Dog Soldiers (2002)
7/10
A good mix of horror and old time story telling
6 December 2003
Warning: Spoilers
I can't explain why I picked up the DVD, Dog Soldiers off the video store shelf. The box art consisted of poorly drawn wolves and there was a tag line that read `From the producers of Hellraiser'. Normally this combination would have me wiping down the cover in an attempt to remove any evidence that my fingerprints were interested in pursuing the rental. But, somehow, Dog Soldiers worked its way into the Saturday night rental pile and once all other options were exhausted, there I was, reluctantly putting the DVD into the player and hoping that there would be enough of anything to entertain me until bedtime.

Dog Soldiers opens in Scotland, where two love struck campers are attacked by some creature in the middle of the night. Cut ahead a few weeks and we are introduced to a group of army trainees that are left in the woods as part of an exercise against a team of Special Forces. Lead by Sergeant Wells (Sean Pertwee) and motivated by Private Cooper (Kevin McKidd), the squad is surprised upon their first nightfall in the wild by a mutilated cow that is thrust into their campsite. Following the bloody trail of the animal, they are soon led to the massacred remains of the elite Special Forces team that was stationed in the same region. Evidence of a struggle was everywhere, but no bodies were immediately evident, except for the ramblings of the sole survivor, Captain Ryan (played by Liam Cunningham) who was severely injured during the night.

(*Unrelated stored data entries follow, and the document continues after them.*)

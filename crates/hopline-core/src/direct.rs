//! Capability interface of a direct peer-to-peer data channel.
//!
//! hopline never implements the channel itself (ICE negotiation, data channel
//! internals). It drives one through [`DirectChannel`] and observes it through
//! a stream of [`DirectEvent`]s.

use crate::error::DirectError;
use std::sync::Arc;
use tokio::sync::mpsc;

/// Lifecycle and data notifications from a direct channel
#[derive(Debug, Clone, PartialEq)]
pub enum DirectEvent {
    /// Channel is established and usable
    Connect,
    /// Inbound bytes (length-prefixed frames, possibly split or coalesced)
    Data(Vec<u8>),
    /// Handshake message to forward to the counterparty
    Signal(serde_json::Value),
    /// Channel failed
    Error(String),
    /// Channel closed by the remote side
    Close,
}

/// Outbound operations of a direct channel
pub trait DirectChannel: Send + Sync {
    /// Send bytes over the channel
    ///
    /// # Errors
    ///
    /// Returns [`DirectError`] if the channel is closed or the send fails.
    fn send(&self, data: Vec<u8>) -> Result<(), DirectError>;

    /// Feed a signalling message received from the counterparty
    ///
    /// # Errors
    ///
    /// Returns [`DirectError::Signal`] if the message is rejected.
    fn signal(&self, signal: serde_json::Value) -> Result<(), DirectError>;

    /// Tear the channel down. Must be idempotent.
    fn destroy(&self);
}

/// A channel together with its event stream
pub struct DirectHandle {
    /// Outbound side
    pub channel: Arc<dyn DirectChannel>,
    /// Inbound side
    pub events: mpsc::UnboundedReceiver<DirectEvent>,
}

impl DirectHandle {
    /// Bundle a channel with its events
    #[must_use]
    pub fn new(
        channel: Arc<dyn DirectChannel>,
        events: mpsc::UnboundedReceiver<DirectEvent>,
    ) -> Self {
        Self { channel, events }
    }
}

impl std::fmt::Debug for DirectHandle {
    fn fmt(&self, f: &mut std::fmt::Formatter<'_>) -> std::fmt::Result {
        f.debug_struct("DirectHandle").finish_non_exhaustive()
    }
}

/// Creates fresh inbound channel attempts, e.g. after a relay stream switch
pub trait DirectUpgrader: Send + Sync {
    /// Start a new inbound direct-channel attempt
    fn upgrade_inbound(&self) -> DirectHandle;
}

Within moments, the group is besieged by wolf-like creatures and run for their lives towards the tree line, where they are fortunate enough to cross paths with a young woman that takes the remaining soldiers to a remote farm house. As night progresses, onslaught upon onslaught is countered by the soldiers as they fight to keep the werewolves out of their new fortress, but some, one by one, they fall victims to the creatures hunger.

Dog Soldiers is one of those rare horror movies that actually works. The creature effects are better than most bigger budgeted werewolf movies States side, and there are a few genuine good scares and tension as mounted by writer/director Neil Marshall. What I also appreciated from the film was its sense of humour, or rather; it's lack of it. In today's horror genre, we are subjected to countless ‘Freddyisms' or inside jokes that make the Scream series such a box-office bonanza. However, Dog Soldiers checks its humour at the door and focuses on the characters and claustrophobic feel of being trapped in a surrounded country house. Actually, the only chuckle you will get in this film will is mixed with extreme horror and gore. It occurs in a scene where the family dog pulls on the intestines of the living Sergeant Wells and he fights with the dog for his innards while the troops fight off a wave of attacks by the wolves at the front door. You'll find yourself smiling and then grotesquely repulsed by the same scene that put a smile in your cheeks.

I am not saying that Dog Soldiers is perfect. Not by any means. But horror films have never really gotten any better over the years, as Hollywood still tries to recapture such terror as identified in The Exorcist or Alien. However, Dog Soldiers will entertain and isn't that all we are looking for?